_Source records_
//! Tri-state yes/no flags reported by the scene-detection model.

use serde::{Deserialize, Serialize};
use std::fmt;

/// A yes/no answer that may also be missing or unintelligible.
///
/// The model answers free-form strings (`"yes"`, `"No"`, `""`), so anything
/// that is not recognisably yes or no collapses to [`Flag::Unknown`].
#[derive(Debug, Clone, Copy, PartialEq, Eq, Hash, Serialize, Deserialize, Default)]
#[serde(from = "String", into = "String")]
pub enum Flag {
    Yes,
    No,
    #[default]
    Unknown,
}

impl Flag {
    pub fn as_str(&self) -> &'static str {
        match self {
            Flag::Yes => "yes",
            Flag::No => "no",
            Flag::Unknown => "unknown",
        }
    }

    pub fn is_yes(&self) -> bool {
        matches!(self, Flag::Yes)
    }
}

impl From<&str> for Flag {
    fn from(s: &str) -> Self {
        match s.trim().to_ascii_lowercase().as_str() {
            "yes" | "y" | "true" => Flag::Yes,
            "no" | "n" | "false" => Flag::No,
            _ => Flag::Unknown,
        }
    }
}

impl From<String> for Flag {
    fn from(s: String) -> Self {
        Flag::from(s.as_str())
    }
}

impl From<Flag> for String {
    fn from(flag: Flag) -> Self {
        flag.as_str().to_string()
    }
}

impl fmt::Display for Flag {
    fn fmt(&self, f: &mut fmt::Formatter<'_>) -> fmt::Result {
        write!(f, "{}", self.as_str())
    }
}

_Instructions for the task_
Write the entries out once more, exactly, without dropping a line.

_Problem solution_
//! Tri-state yes/no flags reported by the scene-detection model.

use serde::{Deserialize, Serialize};
use std::fmt;

/// A yes/no answer that may also be missing or unintelligible.
///
/// The model answers free-form strings (`"yes"`, `"No"`, `""`), so anything
/// that is not recognisably yes or no collapses to [`Flag::Unknown`].
#[derive(Debug, Clone, Copy, PartialEq, Eq, Hash, Serialize, Deserialize, Default)]
#[serde(from = "String", into = "String")]
pub enum Flag {
    Yes,
    No,
    #[default]
    Unknown,
}

impl Flag {
    pub fn as_str(&self) -> &'static str {
        match self {
            Flag::Yes => "yes",
            Flag::No => "no",
            Flag::Unknown => "unknown",
        }
    }

    pub fn is_yes(&self) -> bool {
        matches!(self, Flag::Yes)
    }
}

impl From<&str> for Flag {
    fn from(s: &str) -> Self {
        match s.trim().to_ascii_lowercase().as_str() {
            "yes" | "y" | "true" => Flag::Yes,
            "no" | "n" | "false" => Flag::No,
            _ => Flag::Unknown,
        }
    }
}

impl From<String> for Flag {
    fn from(s: String) -> Self {
        Flag::from(s.as_str())
    }
}

impl From<Flag> for String {
    fn from(flag: Flag) -> Self {
        flag.as_str().to_string()
    }
}

impl fmt::Display for Flag {
    fn fmt(&self, f: &mut fmt::Formatter<'_>) -> fmt::Result {
        write!(f, "{}", self.as_str())
    }
}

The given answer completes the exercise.